Half way his Gardens of the Sun one of the protagonists (Sri) is stimulated to get acquainted with the literature on the functioning of the human brain with regard to emotional control and social relations. While I know almost nothing about neuroscience either, I am not entirely unfamiliar which social psychology. So how did that affect my appreciation of McAuley’s description of Sri’s study into that field?

First of all, Sri’s investigation leads her to conclude that basic emotions like joy, distress, anger, fear, surprise and disgust are mostly expressed within milliseconds, without any intervention of the higher functions of the neocortex. This comes from the field of neuroscience, which currently is very much in development. Sri connects it with the ‘sable tiger hypothesis’, the idea that these emotions are hard wired in this way because that was evolutionary useful when humans were still being hunted by predators. I'm not sure that it is entirely true though, since I've seen counter claims that state that more elaborate cognitive appraisals do play an important role.

Leaving that one aside, Sri considers other emotions, love, guilt, shame, embarrassment, pride, envy, jealousy and ‘... the pleasurable feeling of acceptance by others that the Japanese called amae’ (p. 201). Sri goes on to consider amae.

[Of the higher cognitive functions] amae was the most interesting. Even though there was no word for in Portuguese, English or any of the other major Western languages, it was definitely universal. Sri knew it as the feeling she had after making a successful presentation to her peers. Approval, belonging, being valued (p. 202).

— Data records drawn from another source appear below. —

use egui::{Color32, Pos2, Rect, Shape, Stroke};

use super::{LineCap, LineStyle, Surface};

/// Surface that records egui shapes instead of pixels.
///
/// Used for layers that are redrawn from scratch every frame; the recorded
/// shapes are handed to an [`egui::Painter`] by the renderer.
#[derive(Debug, Default)]
pub struct ShapeSurface {
    size: [usize; 2],
    shapes: Vec<Shape>,
}

impl ShapeSurface {
    pub fn new(size: [usize; 2]) -> Self {
        Self {
            size,
            shapes: Vec::new(),
        }
    }

    pub fn shapes(&self) -> &[Shape] {
        &self.shapes
    }

    pub fn paint(&self, painter: &egui::Painter) {
        painter.extend(self.shapes.iter().cloned());
    }
}

impl Surface for ShapeSurface {
    fn size(&self) -> [usize; 2] {
        self.size
    }

    fn resize(&mut self, size: [usize; 2]) {
        self.size = size;
        self.shapes.clear();
    }

    /// Drops every shape that reaches into `rect`. Shapes can't be partially erased.
    fn clear_rect(&mut self, rect: Rect) {
        self.shapes
            .retain(|shape| !shape.visual_bounding_rect().intersects(rect));
    }

    fn clear(&mut self) {
        self.shapes.clear();
    }

    fn fill_circle(&mut self, center: Pos2, radius: f32, color: Color32) {
        if radius <= 0.0 {
            return;
        }
        self.shapes.push(Shape::circle_filled(center, radius, color));
    }

    fn stroke_line(&mut self, from: Pos2, to: Pos2, style: &LineStyle) {
        let half = style.width / 2.0;
        if half <= 0.0 {
            return;
        }

        if from == to {
            // A zero-length segment is only visible through its caps
            match style.cap {
                LineCap::Butt => {}
                LineCap::Round => self.shapes.push(Shape::circle_filled(from, half, style.color)),
                LineCap::Square => self.shapes.push(Shape::rect_filled(
                    Rect::from_center_size(from, egui::Vec2::splat(style.width)),
                    0.0,
                    style.color,
                )),
            }
            return;
        }

        self.shapes.push(Shape::line_segment(
            [from, to],
            Stroke::new(style.width, style.color),
        ));
        if style.cap == LineCap::Round {
            self.shapes.push(Shape::circle_filled(from, half, style.color));
            self.shapes.push(Shape::circle_filled(to, half, style.color));
        }
    }

    fn is_blank(&self) -> bool {
        self.shapes.is_empty()
    }
}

That is not amae as I know it. I would agree that the feeling of belonging is universally important, but that is a different concept. Amae refers specifically to the behavior to appeal to and depend on another's indulgence.[*] The feeling Sri has after a successful presentation, is not amae, it is pride in the sense of Cooley and Scheff - a feeling that indicates both self respect and acceptance by the group. While I think McAuley is on track when he emphasises belonging, amae is a much more specific concept involving usually hierarchical relations with one person depending on the care and benevolence of another.[*] So, while the direction of Sri's thought was not necessarily wrong, conflating amae with a sense of belonging or perhaps even interdependence is distracting to say the least. Unfortunately, the references to amae continue for a number of pages.

Almost at the end of the character Sri's exploration of social emotions, McAuley describes an interesting custom specific to the culture of the so called Outers - the people that populate the moons of Jupiter and Saturn in his book. He calls it ‘wanderjahr’ - (a German word that corresponds with ‘journeyman years’ in English) which used to point to an institution practised in the middle ages in Europe - and to some extent still is in Germany. The original institution has to do with an apprentice traveling for a number of years before he would be allowed to make his masterpiece. McAuley has modified the concept to a transition period which all youngs Outers go through, to

...leave home and travel from moon to moon. Supporting themselves with menial jobs, they discovered what excited and engaged them, experienced every variation of Outer culture, and learned how to get along with every kind of person. And because this taught them to be open-minded and tolerant, and made them feel that they belonged not to any single social subgroup or city but to the entire Outer System...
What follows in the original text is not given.